Newspaper article highlighting the 'First Lady of Barbados', Carolyn Plaskett.

Carolyn Marie Plasket Barrow (January 31, 1917 – November 11, 2001), also known as Carolyn Plaskett, was an American-born illustrator, international scholar, and the wife of the then Prime Minister of Barbados. She was born in Orange, New Jersey, and was the only child of her parents, Reverend Dr. George Plaskett and Carrie Davenport Plaskett.

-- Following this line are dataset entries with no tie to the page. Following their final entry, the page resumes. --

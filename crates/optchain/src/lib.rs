//! Declarative command-line option parsing and sub-command dispatch.
//!
//! A command declares its options once as an [`OptSpec`]. Every run builds a
//! [`Chain`] from it: runs of named options become dispatch tables, each
//! positional becomes a slot of its own. Parsing fills the command's
//! [`Scope`], and when the reserved [`SUBCOMMAND_SLOT`] was filled the
//! remaining arguments go to the selected sub-command, whose scope falls back
//! to its parent's for lookups.
//!
//! ```
//! use optchain::{counter, keyval, optspec, positional, Command, OptSpec, Scope, Value};
//!
//! struct Build {
//!     spec: OptSpec,
//! }
//!
//! impl Command for Build {
//!     fn optspec(&self) -> &OptSpec {
//!         &self.spec
//!     }
//!
//!     fn name(&self) -> &str {
//!         "build"
//!     }
//!
//!     fn main(&mut self, scope: &Scope<'_>, _argv: Vec<String>) -> optchain::CliResult<i32> {
//!         assert_eq!(scope.get_optval("verbose", 0), Value::Int(2));
//!         assert_eq!(scope.get_optval("TARGET", Value::Null), Value::from("all"));
//!         Ok(0)
//!     }
//! }
//!
//! let mut cmd = Build {
//!     spec: optspec![
//!         counter("verbose", "v", "be chatty"),
//!         keyval("input", "i", "input file"),
//!         positional("TARGET", "what to build").with_required(true),
//!     ],
//! };
//! let argv: Vec<String> = ["-vv", "-iA.txt", "all"].iter().map(|s| s.to_string()).collect();
//! assert_eq!(optchain::run(&mut cmd, &argv).unwrap(), 0);
//! ```

mod action;
pub mod builders;
pub mod chain;
pub mod command;
pub mod constants;
pub mod error;
pub mod help;
pub mod option;
pub mod optspec;
pub mod scope;
pub mod state;
pub mod value;

#[cfg(test)]
pub(crate) mod testing;

pub use builders::{
    Switch, constant, counter, flag, help_option, keyval, positional, subcommand, switch,
    verbose_option, version_option,
};
pub use chain::{Chain, Node, OptionSet};
pub use command::{Command, parse_args, run, run_with_parent};
pub use constants::{EXIT_FAILURE, EXIT_SUCCESS, SUBCOMMAND_SLOT};
pub use error::{CliError, CliResult, ErrorKind, exit};
pub use option::{Action, OptionDef};
pub use optspec::{Decl, OptSpec};
pub use scope::Scope;
pub use state::State;
pub use value::{Params, Value};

Plaskett was married to the first Prime Minister of Barbados, Errol Walton Barrow, who successfully brought Barbados its independence from the British in 1966. During her time as the Prime Minister's wife, Plaskett was known for advocating relations between America and Barbados.

== Personal life ==
Born to Reverend Dr. George M. Plaskett of Saint Croix, United States Virgin Islands (USVI; formerly, up until 1917, the Danish West Indies), and Carrie Davenport of Montclair, New Jersey, Plaskett grew up in a religious household. The Plaskett family belonged to the Church of the Epiphany in Orange, New Jersey, where her father George Plaskett was the rector for 40 years. The Plaskett's were a middle-class family that were deeply involved with the community. Alongside being a scholar, Plaskett was also a member of her local YWCA in Orange, New Jersey.

After graduating from Orange High School in 1934, Plaskett went to Oberlin College to pursue her bachelor's degree and upon graduation went abroad to study in Paris and Denmark. While abroad, she met Errol Walton Barrow, who was studying at King's College in London. The two later married. Plaskett went on to have two children, Leslie Barrow and David Barrow.

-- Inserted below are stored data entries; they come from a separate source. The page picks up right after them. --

use indexmap::IndexMap;

use crate::error::{CliError, CliResult};
use crate::option::OptionDef;
use crate::optspec::OptSpec;
use crate::state::State;

/// Dispatch tables for a run of consecutive non-positional options.
#[derive(Debug, Clone, Default)]
pub struct OptionSet<'o> {
    long_opts: IndexMap<&'o str, &'o OptionDef>,
    short_opts: IndexMap<char, &'o OptionDef>,
}

impl<'o> OptionSet<'o> {
    pub fn new<I>(options: I) -> Self
    where
        I: IntoIterator<Item = &'o OptionDef>,
    {
        let mut set = Self::default();
        for opt in options {
            set.add_option(opt);
        }
        set
    }

    /// Register `opt`; later registrations win on name or alias collisions.
    pub fn add_option(&mut self, opt: &'o OptionDef) {
        self.long_opts.insert(opt.name(), opt);
        for alias in opt.aliases().chars() {
            self.short_opts.insert(alias, opt);
        }
    }

    pub fn merge(&mut self, other: &OptionSet<'o>) {
        for (name, opt) in &other.long_opts {
            self.long_opts.insert(name, opt);
        }
        for (alias, opt) in &other.short_opts {
            self.short_opts.insert(*alias, opt);
        }
    }

    pub fn long_opts(&self) -> &IndexMap<&'o str, &'o OptionDef> {
        &self.long_opts
    }

    pub fn short_opts(&self) -> &IndexMap<char, &'o OptionDef> {
        &self.short_opts
    }

    fn parse(&self, state: &mut State<'_, '_>) -> CliResult<()> {
        while let Some(arg) = state.pop_front() {
            if arg == "--" {
                tracing::debug!("`--` seen, stopping option matching");
                state.stop();
                break;
            }
            if let Some(long) = arg.strip_prefix("--") {
                let (name, value) = long.split_once('=').unwrap_or((long, ""));
                self.dispatch_long(state, name, value)?;
            } else if let Some(cluster) = arg.strip_prefix('-') {
                let mut shorts = cluster.to_string();
                while let Some(alias) = shorts.chars().next() {
                    let rest = &shorts[alias.len_utf8()..];
                    shorts = self.dispatch_short(state, alias, rest)?;
                }
            } else {
                state.push_front(arg);
                break;
            }
        }
        Ok(())
    }

    fn dispatch_long(&self, state: &mut State<'_, '_>, name: &str, value: &str) -> CliResult<()> {
        let Some(opt) = self.long_opts.get(name) else {
            return Err(CliError::UnknownOption(format!("--{name}")));
        };
        tracing::debug!(option = name, "long option matched");
        opt.invoke(state, value, None)?;
        Ok(())
    }

    fn dispatch_short(
        &self,
        state: &mut State<'_, '_>,
        alias: char,
        rest: &str,
    ) -> CliResult<String> {
        let Some(opt) = self.short_opts.get(&alias) else {
            return Err(CliError::UnknownOption(format!("-{alias}")));
        };
        tracing::debug!(option = opt.name(), %alias, "short option matched");
        Ok(opt.invoke(state, rest, Some(alias))?.unwrap_or_default())
    }
}

/// One link of a parser chain.
#[derive(Debug, Clone)]
pub enum Node<'o> {
    Options(OptionSet<'o>),
    Positional(&'o OptionDef),
}

/// The ordered pipeline of option sets and positional slots built from an
/// [`OptSpec`]. Node `i` passes control to node `i + 1`.
#[derive(Debug, Clone, Default)]
pub struct Chain<'o> {
    nodes: Vec<Node<'o>>,
}

impl<'o> Chain<'o> {
    /// Build the chain for `spec`.
    ///
    /// Consecutive non-positional options collapse into one option set; every
    /// positional gets a slot of its own, and an option following a slot opens
    /// a new set.
    pub fn build(spec: &'o OptSpec) -> Self {
        let mut nodes: Vec<Node<'o>> = Vec::new();
        for opt in spec.options() {
            if opt.is_positional() {
                nodes.push(Node::Positional(opt));
                continue;
            }
            match nodes.last_mut() {
                Some(Node::Options(set)) => set.add_option(opt),
                _ => nodes.push(Node::Options(OptionSet::new([opt]))),
            }
        }
        tracing::debug!(nodes = nodes.len(), "parser chain built");
        Self { nodes }
    }

    pub fn nodes(&self) -> &[Node<'o>] {
        &self.nodes
    }

    pub fn len(&self) -> usize {
        self.nodes.len()
    }

    pub fn is_empty(&self) -> bool {
        self.nodes.is_empty()
    }

    /// Run every node in order against `state`.
    pub fn parse(&self, state: &mut State<'_, '_>) -> CliResult<()> {
        for (idx, node) in self.nodes.iter().enumerate() {
            state.update(self, idx);
            tracing::trace!(node = idx, stopped = state.is_stopped(), "entering node");
            match node {
                Node::Options(set) => {
                    if !state.is_stopped() {
                        set.parse(state)?;
                    }
                }
                Node::Positional(opt) => parse_positional(opt, state)?,
            }
        }
        Ok(())
    }
}

fn parse_positional(opt: &OptionDef, state: &mut State<'_, '_>) -> CliResult<()> {
    let eligible = !state.is_stopped() && state.front().is_some_and(|arg| !arg.starts_with('-'));
    if eligible {
        if let Some(arg) = state.pop_front() {
            tracing::debug!(option = opt.name(), %arg, "positional matched");
            opt.invoke(state, &arg, None)?;
        }
    } else if opt.required() {
        return Err(CliError::RequiredMissing(opt.name().to_string()));
    }
    Ok(())
}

After years of marriage, Errol Barrow died in 1987, leaving Carolyn a widow at the age of 70. She died in 2001 at the age of 84 in Barbados of a natural death.

== Education ==
At Oberlin College, she studied fine arts and was one of the few black students present at the college at the time. After completing her bachelor's degree at Oberlin College, Plaskett went abroad in 1937 for 18 months where she went onto graduate school and studied art at the New York School of Fine and Applied Art (now part of Parsons School of Design) in a dual location program in Denmark and Paris. She studied at the Maison de Molière and was a resident scholar at International People's College in Helsingor, Denmark.

== Legacy ==
As the First Lady of Barbados, Plaskett was a vital resource for the country. On September 10, 1968 she and the Prime Minister paid a visit to the White House under the Lyndon B. Johnson administration. Here a state dinner was held in efforts to build international relations and in congratulate Barbados on its independence from Britain.

Being the First Lady of Barbados, Plaskett believed in the efforts of humanitarianism among her busy schedule she was a member of the New Jersey Foundation of Colored Women's Clubs, Inc.